Trading with Spreads - Looking for Advice

Quote from aijourneyman:

Hi-

This is my first post here, and I hope its not too much off topic. I have been studying trading for two years, have made and lost money trading equities, though nothing drastic on either side. I have been studying options for about 9 months now, and to be sure, I have only made real trading decisions in the OnDemand feature of TOS.

Yesterday I sat in on a free options trading presentation/mini-seminar, buy someone who has a lot of experience (being a market maker at the CBOE with over 20+ years in options). Some take-aways from the seminar, which I am interested in pursuing more, were:

1. Retail investors typically only by long calls or long puts or do simple covered calls, and for the most part lose most of their money in time decay.

2. The only real way to trade options and remain in the game is to play spreads, offsetting as much time as possible with selling and buying various spreads.

3. Most option traders dont care much about direction like retail investors.

The main focus for me is the spreads piece. He did a lot of examples of showing how to basically ride some upside movement but by paying much less premium by playing with selling the opposite side. It was fancy, fast and hard to follow - I later fond out this was a pre-cursor to being canvassed to pay for his course, which I am sure is very good.

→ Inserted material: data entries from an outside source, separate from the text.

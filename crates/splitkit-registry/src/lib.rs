//! Splitkit Registry
//!
//! Split registry snapshots and deterministic weighted variant resolution.
//!
//! # Core Concepts
//!
//! - [`Split`]: A named experiment or feature flag with weighted variants
//! - [`SplitRegistry`]: Immutable snapshot of every split
//! - [`RegistryHandle`]: Process-wide holder swapping whole snapshots
//! - [`AssignmentResolver`]: Pure `(visitor, split, registry) → variant`
//! - [`Assignment`]: One visitor's variant for one split, with sync state
//!
//! # Example
//!
//! ```rust
//! use splitkit_registry::{AssignmentResolver, Split, SplitRegistry};
//!
//! let registry = SplitRegistry::new()
//!     .with_split(Split::new("side_dish", [("soup", 0), ("salad", 100)]));
//!
//! let variant = AssignmentResolver::new()
//!     .resolve("visitor-1", "side_dish", Some(&registry))
//!     .unwrap();
//! assert_eq!(variant.as_deref(), Some("salad"));
//! ```

#![warn(unreachable_pub)]

mod assignment;
mod bucket;
mod error;
mod registry;
mod resolver;
mod split;

pub use assignment::{Assignment, VisitorId};
pub use bucket::{Bucket, BUCKET_COUNT};
pub use error::RegistryError;
pub use registry::{RegistryHandle, RegistryPayload, RegistrySource, SplitRegistry};
pub use resolver::AssignmentResolver;
pub use split::{Split, FULL_WEIGHT};

/// Version of this crate
pub const VERSION: &str = env!("CARGO_PKG_VERSION");
//! Splitkit Vary
//!
//! Per-variant branching over an [`Assignment`](splitkit_registry::Assignment)
//! with registry-backed misconfiguration detection.
//!
//! # Core Concepts
//!
//! - [`VaryDsl`]: Register one behavior per variant plus a default, then run
//! - [`AbConfiguration`]: Boolean branching over a two-variant split
//! - [`MisconfigurationNotifier`]: Strategy deciding whether mismatches fail
//! - [`NotifierPolicy`]: Picks the strategy for an [`Environment`]
//!
//! # Example
//!
//! ```rust
//! use splitkit_registry::{Assignment, Split, SplitRegistry, VisitorId};
//! use splitkit_vary::{RaisingNotifier, VaryDsl};
//!
//! let registry = SplitRegistry::new()
//!     .with_split(Split::new("side_dish", [("soup", 0), ("salad", 100)]));
//! let mut assignment = Assignment::new(VisitorId::new("v1"), "side_dish", None);
//!
//! let mut dsl = VaryDsl::new(&mut assignment, "menu", Some(&registry), &RaisingNotifier)?;
//! dsl.when(["soup"], || "hot")?;
//! dsl.default("salad", || "cold")?;
//! let outcome = dsl.run()?;
//!
//! assert_eq!(outcome.value, "cold");
//! assert_eq!(assignment.variant(), Some("salad"));
//! # Ok::<(), splitkit_vary::VaryError>(())
//! ```

#![warn(missing_docs)]
#![warn(unreachable_pub)]

mod ab;
mod dsl;
mod error;
mod notifier;

pub use ab::{AbConfiguration, DEFAULT_TRUE_VARIANT};
pub use dsl::{VaryDsl, VaryDslBuilder, VaryOutcome};
pub use error::{ConfigError, Misconfiguration, VaryError};
pub use notifier::{
    AlertSink, Environment, LoggingNotifier, MisconfigurationNotifier, NotifierPolicy,
    RaisingNotifier,
};

/// Version of this crate
pub const VERSION: &str = env!("CARGO_PKG_VERSION");
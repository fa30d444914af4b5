//! Error types for the client surface
//!
//! [`ClientError`] is what every caller-facing operation returns:
//! - configuration errors, fatal and developer-facing
//! - misconfiguration raised by a raising notifier
//! - usage errors such as signing up outside a web context
//! - transport errors from collaborators, passed through unchanged

use splitkit_registry::RegistryError;
use splitkit_vary::VaryError;

/// Calling an operation where it cannot work
#[derive(Debug, Clone, Copy, PartialEq, Eq, thiserror::Error)]
pub enum UsageError {
    /// `sign_up`/`log_in` without a live request
    #[error("called outside of a web context")]
    OutsideWebContext,
}

/// Main client error type
#[derive(Debug, thiserror::Error)]
pub enum ClientError {
    /// Branching failed (configuration or raised misconfiguration)
    #[error(transparent)]
    Vary(#[from] VaryError),

    /// Resolution against the registry failed
    #[error(transparent)]
    Registry(#[from] RegistryError),

    /// Operation used outside its context
    #[error(transparent)]
    Usage(#[from] UsageError),

    /// Collaborator failure, never retried here
    #[error(transparent)]
    Transport(#[from] anyhow::Error),

    /// Client configuration could not be decoded
    #[error("invalid client configuration: {0}")]
    Config(#[from] serde_json::Error),
}

impl ClientError {
    /// Check if error is a configuration error
    #[inline]
    #[must_use]
    pub fn is_configuration(&self) -> bool {
        match self {
            Self::Vary(err) => err.is_configuration(),
            Self::Registry(_) | Self::Config(_) => true,
            Self::Usage(_) | Self::Transport(_) => false,
        }
    }

    /// Check if error is a usage error
    #[inline]
    #[must_use]
    pub fn is_usage(&self) -> bool {
        matches!(self, Self::Usage(_))
    }

    /// Check if error came from a collaborator
    #[inline]
    #[must_use]
    pub fn is_transport(&self) -> bool {
        matches!(self, Self::Transport(_))
    }
}
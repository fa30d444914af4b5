//! Deterministic bucket hashing
//!
//! Maps a `(visitor, split)` pair onto `[0, 100)`. The value depends only on
//! its inputs, so it is identical across processes and over time.

use sha2::{Digest, Sha256};

/// Number of buckets; matches the full weight of a split
pub const BUCKET_COUNT: u64 = 100;

/// Bucket position of a visitor within a split
#[derive(Debug, Clone, Copy, PartialEq, Eq, PartialOrd, Ord, Hash)]
pub struct Bucket(u8);

impl Bucket {
    /// Compute bucket for `visitor_id` in `split_name`
    #[must_use]
    pub fn compute(visitor_id: &str, split_name: &str) -> Self {
        let mut hasher = Sha256::new();
        hasher.update(split_name.as_bytes());
        hasher.update(visitor_id.as_bytes());
        let digest = hasher.finalize();

        let mut prefix = [0u8; 8];
        prefix.copy_from_slice(&digest[..8]);
        let value = u64::from_be_bytes(prefix) % BUCKET_COUNT;

        // value < 100, always fits
        Self(u8::try_from(value).unwrap_or(u8::MAX))
    }

    /// Numeric value in `[0, 100)`
    #[inline]
    #[must_use]
    pub const fn value(self) -> u32 {
        self.0 as u32
    }
}

impl std::fmt::Display for Bucket {
    fn fmt(&self, f: &mut std::fmt::Formatter<'_>) -> std::fmt::Result {
        write!(f, "{}", self.0)
    }
}
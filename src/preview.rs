//! Terminal thumbnails for generated avatars.
//!
//! Every cell carries two vertically stacked pixels: the upper half block is
//! drawn with the top pixel as foreground and the bottom pixel as background.

use image::imageops::{self, FilterType};
use image::RgbImage;
use ratatui::buffer::Buffer;
use ratatui::layout::Rect;
use ratatui::style::Color;
use ratatui::widgets::Widget;

use crate::download::decode_data_uri;
use crate::error::GenerationError;
use crate::request::GeneratedImage;

/// Longest side kept in memory per preview.
const MAX_PREVIEW_SIDE: u32 = 160;

const UPPER_HALF: &str = "▀";

/// A decoded avatar, downscaled for the gallery.
#[derive(Debug, Clone)]
pub struct Preview {
    pub width: u32,
    pub height: u32,
    pixels: RgbImage,
}

impl Preview {
    pub fn decode(image: &GeneratedImage) -> Result<Self, GenerationError> {
        let decoded = decode_data_uri(&image.data_uri)?;
        let dynamic = image::load_from_memory(&decoded.bytes)?;
        let (width, height) = (dynamic.width(), dynamic.height());

        let dynamic = if width > MAX_PREVIEW_SIDE || height > MAX_PREVIEW_SIDE {
            dynamic.thumbnail(MAX_PREVIEW_SIDE, MAX_PREVIEW_SIDE)
        } else {
            dynamic
        };

        Ok(Self {
            width,
            height,
            pixels: dynamic.to_rgb8(),
        })
    }

    pub fn dimensions(&self) -> String {
        format!("{} × {}", self.width, self.height)
    }

    /// Scale to the largest size that fits `cols` x `rows` cells.
    pub fn fit(&self, cols: u16, rows: u16) -> RgbImage {
        let (w, h) = self.pixels.dimensions();
        let (max_w, max_h) = (u32::from(cols), u32::from(rows) * 2);
        if max_w == 0 || max_h == 0 || w == 0 || h == 0 {
            return RgbImage::new(0, 0);
        }

        let scale = f64::min(f64::from(max_w) / f64::from(w), f64::from(max_h) / f64::from(h));
        let target_w = ((f64::from(w) * scale).floor() as u32).clamp(1, max_w);
        let target_h = ((f64::from(h) * scale).floor() as u32).clamp(1, max_h);
        let filter = if target_w < w {
            FilterType::Triangle
        } else {
            FilterType::Nearest
        };
        imageops::resize(&self.pixels, target_w, target_h, filter)
    }
}

/// Draws an image centred in its area with half blocks.
pub struct HalfBlocks<'a> {
    pixels: &'a RgbImage,
}

impl<'a> HalfBlocks<'a> {
    pub fn new(pixels: &'a RgbImage) -> Self {
        Self { pixels }
    }
}

fn pixel_color(pixels: &RgbImage, x: u32, y: u32) -> Color {
    let [r, g, b] = pixels.get_pixel(x, y).0;
    Color::Rgb(r, g, b)
}

impl Widget for HalfBlocks<'_> {
    fn render(self, area: Rect, buf: &mut Buffer) {
        let (width, height) = self.pixels.dimensions();
        let cols = u16::try_from(width).unwrap_or(u16::MAX).min(area.width);
        let rows = u16::try_from(height.div_ceil(2)).unwrap_or(u16::MAX).min(area.height);
        let x0 = area.x + (area.width - cols) / 2;
        let y0 = area.y + (area.height - rows) / 2;

        for row in 0..rows {
            for col in 0..cols {
                let (x, top_y) = (u32::from(col), u32::from(row) * 2);
                let Some(cell) = buf.cell_mut((x0 + col, y0 + row)) else {
                    continue;
                };
                cell.set_symbol(UPPER_HALF).set_fg(pixel_color(self.pixels, x, top_y));
                if top_y + 1 < height {
                    cell.set_bg(pixel_color(self.pixels, x, top_y + 1));
                } else {
                    cell.set_bg(Color::Reset);
                }
            }
        }
    }
}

How do I learn more about this way of playing options? Are there any good books that focus on this? I have actually read quite a few options trading books, but the way this presenter used options yesterday, I have never seen that or at least gleaned it from the books I have read.

Heres a hypothetical scenario - see attached images of google. I have never played google, so I have no idea what happens in the next few weeks - the images are taken from within OnDemand of TOS.

At this point price could go either way. I know one trade, which would be expensive, is a straddle. But I am wondering what other trades could be considered here to take advantage of the situation without losing everything blindly. And maybe there isnt a trade, I dont know.

I realize there are many things that could be said here, and I apologize if this is a silly or simplistic question for the traders here.

Thanks,

AIJ

Hello aijourneyman, there is certainly money to be made using complex option strategies. There are plenty of resources on the Internet and books that will cover the most common ones for different scenarios. You should start there (like the investopedia links that were already provided).

I don't know about those seminars though. I have never taken one, but I have seen plenty of promotional/educational materials and the impression I get is that they are focused more on the Technical Analysis side than on the options themselves.

My personal opinion on how to tackle the learning curve is this one:

There are several levels of abstraction when we think about options:

1. High level of abstraction: where they are just explained conceptually (Puts, Calls, expiration, strikes and so forth).

2. Medium level of abstraction: when the concepts of time decay, implied volatility, and the greeks are introduced. You learn what they do but you don't really know the origin or the impact of one over another.

3. Low level of abstraction: you finally understand the valuation of options and have a commanding handling of the different models, like Black Scholes, Binomial, Bjerksund-Stensland, etc.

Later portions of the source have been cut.